TASK INSTRUCTIONS: Write out exactly what each line says, starting with the first line below and ending on the one with "use crate::storage::models::GalleryItem;".

------------------------------------

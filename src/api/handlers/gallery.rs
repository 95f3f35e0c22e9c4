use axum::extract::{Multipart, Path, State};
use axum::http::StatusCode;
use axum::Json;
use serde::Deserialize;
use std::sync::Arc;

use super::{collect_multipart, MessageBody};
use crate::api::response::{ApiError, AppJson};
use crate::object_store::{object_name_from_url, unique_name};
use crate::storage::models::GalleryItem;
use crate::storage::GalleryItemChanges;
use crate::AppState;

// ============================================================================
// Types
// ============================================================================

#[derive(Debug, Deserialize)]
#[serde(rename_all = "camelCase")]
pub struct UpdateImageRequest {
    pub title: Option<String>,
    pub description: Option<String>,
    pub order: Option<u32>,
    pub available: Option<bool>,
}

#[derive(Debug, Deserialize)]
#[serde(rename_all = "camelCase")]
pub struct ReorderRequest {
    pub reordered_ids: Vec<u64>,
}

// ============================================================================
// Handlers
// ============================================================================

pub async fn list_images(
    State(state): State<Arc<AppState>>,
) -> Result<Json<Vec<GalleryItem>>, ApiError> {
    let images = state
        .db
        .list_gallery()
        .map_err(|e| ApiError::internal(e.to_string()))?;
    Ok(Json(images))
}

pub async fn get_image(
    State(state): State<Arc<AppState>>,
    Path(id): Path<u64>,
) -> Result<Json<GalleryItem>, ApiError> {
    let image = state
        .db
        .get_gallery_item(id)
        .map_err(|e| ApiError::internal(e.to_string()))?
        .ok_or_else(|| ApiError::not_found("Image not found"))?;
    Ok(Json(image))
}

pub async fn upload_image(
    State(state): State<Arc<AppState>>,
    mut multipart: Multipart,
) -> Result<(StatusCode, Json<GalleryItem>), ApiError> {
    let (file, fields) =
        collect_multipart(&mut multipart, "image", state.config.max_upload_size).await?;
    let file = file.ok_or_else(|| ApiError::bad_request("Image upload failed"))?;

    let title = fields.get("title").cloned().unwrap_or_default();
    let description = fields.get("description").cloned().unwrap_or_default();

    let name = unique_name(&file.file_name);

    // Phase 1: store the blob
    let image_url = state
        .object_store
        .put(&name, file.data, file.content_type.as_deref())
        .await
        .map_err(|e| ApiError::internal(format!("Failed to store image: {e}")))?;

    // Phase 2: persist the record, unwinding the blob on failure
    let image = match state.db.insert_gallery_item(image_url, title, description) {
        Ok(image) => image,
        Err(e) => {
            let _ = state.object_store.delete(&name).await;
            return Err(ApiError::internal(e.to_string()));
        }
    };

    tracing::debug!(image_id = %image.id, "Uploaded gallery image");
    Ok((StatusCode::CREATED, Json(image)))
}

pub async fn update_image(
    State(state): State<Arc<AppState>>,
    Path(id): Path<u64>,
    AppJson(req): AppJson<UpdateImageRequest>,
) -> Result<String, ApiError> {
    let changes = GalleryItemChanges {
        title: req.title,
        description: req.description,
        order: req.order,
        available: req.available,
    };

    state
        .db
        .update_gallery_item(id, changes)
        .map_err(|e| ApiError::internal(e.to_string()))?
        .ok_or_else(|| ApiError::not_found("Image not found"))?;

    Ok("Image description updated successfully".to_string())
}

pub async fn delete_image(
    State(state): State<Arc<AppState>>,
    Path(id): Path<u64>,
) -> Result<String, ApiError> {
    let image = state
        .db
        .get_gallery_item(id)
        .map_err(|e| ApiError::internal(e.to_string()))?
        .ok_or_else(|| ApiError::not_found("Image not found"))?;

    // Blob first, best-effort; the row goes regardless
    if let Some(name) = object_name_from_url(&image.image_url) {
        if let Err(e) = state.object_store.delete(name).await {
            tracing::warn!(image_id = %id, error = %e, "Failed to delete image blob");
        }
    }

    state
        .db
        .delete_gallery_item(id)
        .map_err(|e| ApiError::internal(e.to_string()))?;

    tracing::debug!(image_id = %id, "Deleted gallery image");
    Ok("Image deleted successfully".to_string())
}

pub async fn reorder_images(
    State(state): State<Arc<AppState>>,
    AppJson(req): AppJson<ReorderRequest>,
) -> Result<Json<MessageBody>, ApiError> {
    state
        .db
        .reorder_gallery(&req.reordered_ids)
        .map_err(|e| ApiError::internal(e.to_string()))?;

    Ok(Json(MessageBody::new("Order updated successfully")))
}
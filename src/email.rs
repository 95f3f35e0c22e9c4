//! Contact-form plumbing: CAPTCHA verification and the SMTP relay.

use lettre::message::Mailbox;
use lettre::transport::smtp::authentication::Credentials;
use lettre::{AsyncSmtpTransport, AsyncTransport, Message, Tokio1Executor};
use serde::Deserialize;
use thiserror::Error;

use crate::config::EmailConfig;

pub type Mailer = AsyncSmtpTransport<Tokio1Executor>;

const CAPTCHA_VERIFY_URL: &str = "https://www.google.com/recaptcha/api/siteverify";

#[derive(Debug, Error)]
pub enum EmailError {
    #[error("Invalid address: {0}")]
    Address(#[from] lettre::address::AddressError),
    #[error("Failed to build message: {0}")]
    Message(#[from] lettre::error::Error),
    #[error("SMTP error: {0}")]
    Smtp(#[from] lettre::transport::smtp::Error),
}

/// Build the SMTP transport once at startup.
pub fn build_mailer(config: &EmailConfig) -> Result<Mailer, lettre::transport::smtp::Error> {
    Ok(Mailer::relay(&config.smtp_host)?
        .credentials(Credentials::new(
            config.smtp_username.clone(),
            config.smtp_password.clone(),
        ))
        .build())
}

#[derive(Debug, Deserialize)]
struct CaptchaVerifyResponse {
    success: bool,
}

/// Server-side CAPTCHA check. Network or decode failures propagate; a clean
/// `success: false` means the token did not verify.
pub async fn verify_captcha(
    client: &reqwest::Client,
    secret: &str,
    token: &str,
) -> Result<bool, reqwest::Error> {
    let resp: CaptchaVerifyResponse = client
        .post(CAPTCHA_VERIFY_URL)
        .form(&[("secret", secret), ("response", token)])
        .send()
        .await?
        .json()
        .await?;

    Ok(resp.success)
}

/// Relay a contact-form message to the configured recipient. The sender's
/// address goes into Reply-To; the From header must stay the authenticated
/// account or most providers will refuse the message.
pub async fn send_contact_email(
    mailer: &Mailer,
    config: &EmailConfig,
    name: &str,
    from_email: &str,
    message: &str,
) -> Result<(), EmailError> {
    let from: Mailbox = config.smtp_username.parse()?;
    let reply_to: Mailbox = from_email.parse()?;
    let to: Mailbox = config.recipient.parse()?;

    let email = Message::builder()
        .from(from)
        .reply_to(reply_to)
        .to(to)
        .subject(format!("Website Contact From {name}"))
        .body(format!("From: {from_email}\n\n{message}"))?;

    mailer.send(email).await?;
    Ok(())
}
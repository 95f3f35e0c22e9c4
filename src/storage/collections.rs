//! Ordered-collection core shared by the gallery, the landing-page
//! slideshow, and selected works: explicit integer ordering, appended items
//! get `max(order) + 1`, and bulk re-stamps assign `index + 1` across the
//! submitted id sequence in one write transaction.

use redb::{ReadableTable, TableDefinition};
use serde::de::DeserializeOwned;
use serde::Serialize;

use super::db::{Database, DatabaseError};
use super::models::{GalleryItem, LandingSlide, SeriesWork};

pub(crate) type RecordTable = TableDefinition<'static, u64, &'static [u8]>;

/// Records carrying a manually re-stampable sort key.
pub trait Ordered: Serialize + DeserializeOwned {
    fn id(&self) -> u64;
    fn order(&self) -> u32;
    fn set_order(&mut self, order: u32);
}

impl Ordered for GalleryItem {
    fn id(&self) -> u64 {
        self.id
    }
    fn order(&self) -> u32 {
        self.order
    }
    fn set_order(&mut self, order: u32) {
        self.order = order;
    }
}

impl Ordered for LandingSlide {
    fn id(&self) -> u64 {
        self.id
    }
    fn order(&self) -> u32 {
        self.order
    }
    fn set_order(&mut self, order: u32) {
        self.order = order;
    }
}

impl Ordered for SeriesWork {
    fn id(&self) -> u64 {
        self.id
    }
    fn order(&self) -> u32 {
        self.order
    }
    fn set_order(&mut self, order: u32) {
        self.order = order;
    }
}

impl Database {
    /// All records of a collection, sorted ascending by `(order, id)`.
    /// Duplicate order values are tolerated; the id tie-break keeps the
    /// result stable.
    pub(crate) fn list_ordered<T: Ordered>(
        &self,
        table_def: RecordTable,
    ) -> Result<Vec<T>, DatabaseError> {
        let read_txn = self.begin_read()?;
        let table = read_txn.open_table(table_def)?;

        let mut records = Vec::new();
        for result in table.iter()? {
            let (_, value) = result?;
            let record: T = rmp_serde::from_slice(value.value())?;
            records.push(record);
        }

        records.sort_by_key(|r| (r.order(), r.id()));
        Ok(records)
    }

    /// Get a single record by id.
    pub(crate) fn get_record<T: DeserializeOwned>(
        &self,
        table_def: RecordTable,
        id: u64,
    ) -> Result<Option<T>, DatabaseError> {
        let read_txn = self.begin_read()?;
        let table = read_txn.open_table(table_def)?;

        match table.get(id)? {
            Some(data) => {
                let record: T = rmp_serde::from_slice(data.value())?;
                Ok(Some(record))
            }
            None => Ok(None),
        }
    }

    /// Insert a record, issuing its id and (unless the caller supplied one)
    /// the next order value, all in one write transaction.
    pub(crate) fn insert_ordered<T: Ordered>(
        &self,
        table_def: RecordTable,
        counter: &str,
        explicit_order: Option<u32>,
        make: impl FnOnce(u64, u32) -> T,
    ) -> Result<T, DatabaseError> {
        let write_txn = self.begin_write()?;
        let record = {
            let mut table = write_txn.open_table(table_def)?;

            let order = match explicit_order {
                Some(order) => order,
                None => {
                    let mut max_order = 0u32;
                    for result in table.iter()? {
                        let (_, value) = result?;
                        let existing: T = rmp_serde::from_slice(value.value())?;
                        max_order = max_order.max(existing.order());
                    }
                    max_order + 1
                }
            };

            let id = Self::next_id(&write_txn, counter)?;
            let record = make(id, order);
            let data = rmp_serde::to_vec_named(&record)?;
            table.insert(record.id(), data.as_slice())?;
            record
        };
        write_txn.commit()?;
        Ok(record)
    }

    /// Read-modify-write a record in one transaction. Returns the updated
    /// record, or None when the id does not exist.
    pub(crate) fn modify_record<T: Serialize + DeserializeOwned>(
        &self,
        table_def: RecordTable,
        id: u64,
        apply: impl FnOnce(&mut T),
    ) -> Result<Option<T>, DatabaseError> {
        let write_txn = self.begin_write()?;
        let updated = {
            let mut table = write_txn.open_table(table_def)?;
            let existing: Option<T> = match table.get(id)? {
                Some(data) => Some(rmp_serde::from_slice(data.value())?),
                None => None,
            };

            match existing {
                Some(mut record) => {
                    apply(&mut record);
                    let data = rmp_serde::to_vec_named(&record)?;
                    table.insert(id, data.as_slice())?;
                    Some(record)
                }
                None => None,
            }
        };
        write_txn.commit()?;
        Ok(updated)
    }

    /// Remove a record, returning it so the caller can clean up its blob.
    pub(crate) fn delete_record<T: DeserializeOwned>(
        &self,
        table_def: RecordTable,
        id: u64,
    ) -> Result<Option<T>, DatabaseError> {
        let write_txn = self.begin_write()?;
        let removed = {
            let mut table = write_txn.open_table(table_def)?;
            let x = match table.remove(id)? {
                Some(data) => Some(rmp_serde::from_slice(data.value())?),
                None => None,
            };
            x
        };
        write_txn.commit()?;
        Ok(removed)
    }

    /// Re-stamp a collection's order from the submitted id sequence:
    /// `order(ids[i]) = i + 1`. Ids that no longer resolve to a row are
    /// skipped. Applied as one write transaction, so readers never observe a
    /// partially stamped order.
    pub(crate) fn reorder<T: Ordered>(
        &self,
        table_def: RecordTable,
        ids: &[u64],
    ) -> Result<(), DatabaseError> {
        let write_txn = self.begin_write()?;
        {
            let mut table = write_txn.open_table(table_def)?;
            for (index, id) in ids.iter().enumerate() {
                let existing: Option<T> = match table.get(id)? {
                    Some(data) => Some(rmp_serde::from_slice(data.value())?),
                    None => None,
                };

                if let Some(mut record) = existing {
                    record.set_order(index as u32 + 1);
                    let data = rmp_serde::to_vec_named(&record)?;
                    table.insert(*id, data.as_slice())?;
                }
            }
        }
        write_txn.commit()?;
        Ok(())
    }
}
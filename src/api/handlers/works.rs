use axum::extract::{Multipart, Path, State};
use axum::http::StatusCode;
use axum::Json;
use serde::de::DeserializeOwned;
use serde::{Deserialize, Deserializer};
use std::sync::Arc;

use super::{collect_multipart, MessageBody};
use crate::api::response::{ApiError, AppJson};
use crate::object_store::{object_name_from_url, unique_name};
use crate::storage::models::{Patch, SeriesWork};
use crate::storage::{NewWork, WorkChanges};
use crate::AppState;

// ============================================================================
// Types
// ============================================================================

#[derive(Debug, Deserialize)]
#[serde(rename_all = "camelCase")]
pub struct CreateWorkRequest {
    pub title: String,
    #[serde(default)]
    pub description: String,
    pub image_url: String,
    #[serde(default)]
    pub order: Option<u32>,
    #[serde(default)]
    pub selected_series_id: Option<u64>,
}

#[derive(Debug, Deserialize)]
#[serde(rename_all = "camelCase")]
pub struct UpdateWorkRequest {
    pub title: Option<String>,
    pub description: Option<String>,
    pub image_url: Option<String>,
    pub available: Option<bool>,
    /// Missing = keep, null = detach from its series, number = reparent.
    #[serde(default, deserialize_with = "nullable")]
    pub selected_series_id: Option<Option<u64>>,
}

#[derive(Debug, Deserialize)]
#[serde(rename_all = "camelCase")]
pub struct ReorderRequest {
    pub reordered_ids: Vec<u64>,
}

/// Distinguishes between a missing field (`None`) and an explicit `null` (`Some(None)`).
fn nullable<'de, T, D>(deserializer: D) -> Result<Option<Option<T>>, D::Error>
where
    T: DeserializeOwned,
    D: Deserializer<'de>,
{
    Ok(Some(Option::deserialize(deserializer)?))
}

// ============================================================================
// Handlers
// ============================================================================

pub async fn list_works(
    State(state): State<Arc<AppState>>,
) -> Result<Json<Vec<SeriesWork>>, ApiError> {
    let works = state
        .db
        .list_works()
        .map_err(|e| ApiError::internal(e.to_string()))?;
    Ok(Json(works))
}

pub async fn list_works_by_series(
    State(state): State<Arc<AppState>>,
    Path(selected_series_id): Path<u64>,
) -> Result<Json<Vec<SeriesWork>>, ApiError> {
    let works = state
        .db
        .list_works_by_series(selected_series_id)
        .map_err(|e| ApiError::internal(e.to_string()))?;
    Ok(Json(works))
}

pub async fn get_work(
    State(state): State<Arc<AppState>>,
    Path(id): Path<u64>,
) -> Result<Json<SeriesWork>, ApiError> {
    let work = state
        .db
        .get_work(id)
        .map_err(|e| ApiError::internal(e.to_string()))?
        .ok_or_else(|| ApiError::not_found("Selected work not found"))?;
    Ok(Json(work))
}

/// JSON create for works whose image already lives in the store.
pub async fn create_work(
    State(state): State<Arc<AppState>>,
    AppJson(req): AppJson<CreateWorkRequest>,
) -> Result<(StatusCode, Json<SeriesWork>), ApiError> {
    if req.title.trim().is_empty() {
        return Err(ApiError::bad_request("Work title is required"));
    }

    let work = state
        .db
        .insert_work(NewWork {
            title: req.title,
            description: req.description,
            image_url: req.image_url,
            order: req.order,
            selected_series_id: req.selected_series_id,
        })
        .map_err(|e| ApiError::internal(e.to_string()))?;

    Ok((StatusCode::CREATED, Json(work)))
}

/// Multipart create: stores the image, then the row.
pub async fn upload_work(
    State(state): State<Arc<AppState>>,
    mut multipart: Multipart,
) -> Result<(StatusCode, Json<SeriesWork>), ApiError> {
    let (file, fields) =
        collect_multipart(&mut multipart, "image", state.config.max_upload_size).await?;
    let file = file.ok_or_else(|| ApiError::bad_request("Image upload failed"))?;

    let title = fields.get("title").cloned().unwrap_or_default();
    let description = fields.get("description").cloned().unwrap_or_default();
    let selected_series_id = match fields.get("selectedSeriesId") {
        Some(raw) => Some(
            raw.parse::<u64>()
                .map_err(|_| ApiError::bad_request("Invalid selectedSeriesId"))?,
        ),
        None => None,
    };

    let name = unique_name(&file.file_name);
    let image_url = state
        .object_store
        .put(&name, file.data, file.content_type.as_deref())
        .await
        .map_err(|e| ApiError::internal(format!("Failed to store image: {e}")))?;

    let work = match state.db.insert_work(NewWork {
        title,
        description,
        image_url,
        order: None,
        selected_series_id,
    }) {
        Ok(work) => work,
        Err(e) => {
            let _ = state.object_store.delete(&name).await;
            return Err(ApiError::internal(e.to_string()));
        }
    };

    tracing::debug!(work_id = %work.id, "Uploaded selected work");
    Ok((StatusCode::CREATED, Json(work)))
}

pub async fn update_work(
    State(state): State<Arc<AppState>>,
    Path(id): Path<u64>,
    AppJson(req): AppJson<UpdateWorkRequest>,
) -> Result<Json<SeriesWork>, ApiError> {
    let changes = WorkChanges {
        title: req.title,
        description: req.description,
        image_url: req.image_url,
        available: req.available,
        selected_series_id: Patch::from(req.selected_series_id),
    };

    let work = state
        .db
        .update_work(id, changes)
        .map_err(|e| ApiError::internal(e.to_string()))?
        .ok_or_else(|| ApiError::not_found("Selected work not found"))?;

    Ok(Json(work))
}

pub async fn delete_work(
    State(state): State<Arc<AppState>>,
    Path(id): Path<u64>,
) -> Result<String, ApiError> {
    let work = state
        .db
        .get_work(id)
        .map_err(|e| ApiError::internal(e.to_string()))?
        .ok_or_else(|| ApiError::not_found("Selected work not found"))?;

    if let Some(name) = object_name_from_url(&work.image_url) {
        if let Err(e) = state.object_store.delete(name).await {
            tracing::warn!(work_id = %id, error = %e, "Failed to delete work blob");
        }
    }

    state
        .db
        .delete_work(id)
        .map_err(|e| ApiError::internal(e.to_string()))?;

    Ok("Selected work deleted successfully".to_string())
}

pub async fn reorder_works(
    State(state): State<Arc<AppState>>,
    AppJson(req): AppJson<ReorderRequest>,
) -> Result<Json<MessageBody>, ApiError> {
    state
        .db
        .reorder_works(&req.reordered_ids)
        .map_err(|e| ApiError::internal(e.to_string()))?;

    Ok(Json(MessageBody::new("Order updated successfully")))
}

------------------------------------

OUTPUT FOR THIS TASK:
filename src/api/handlers/gallery.rs
repository 95f3f35e0c22e9c4
use axum::extract::{Multipart, Path, State};
use axum::http::StatusCode;
use axum::Json;
use serde::Deserialize;
use std::sync::Arc;

use super::{collect_multipart, MessageBody};
use crate::api::response::{ApiError, AppJson};
use crate::object_store::{object_name_from_url, unique_name};
use crate::storage::models::GalleryItem;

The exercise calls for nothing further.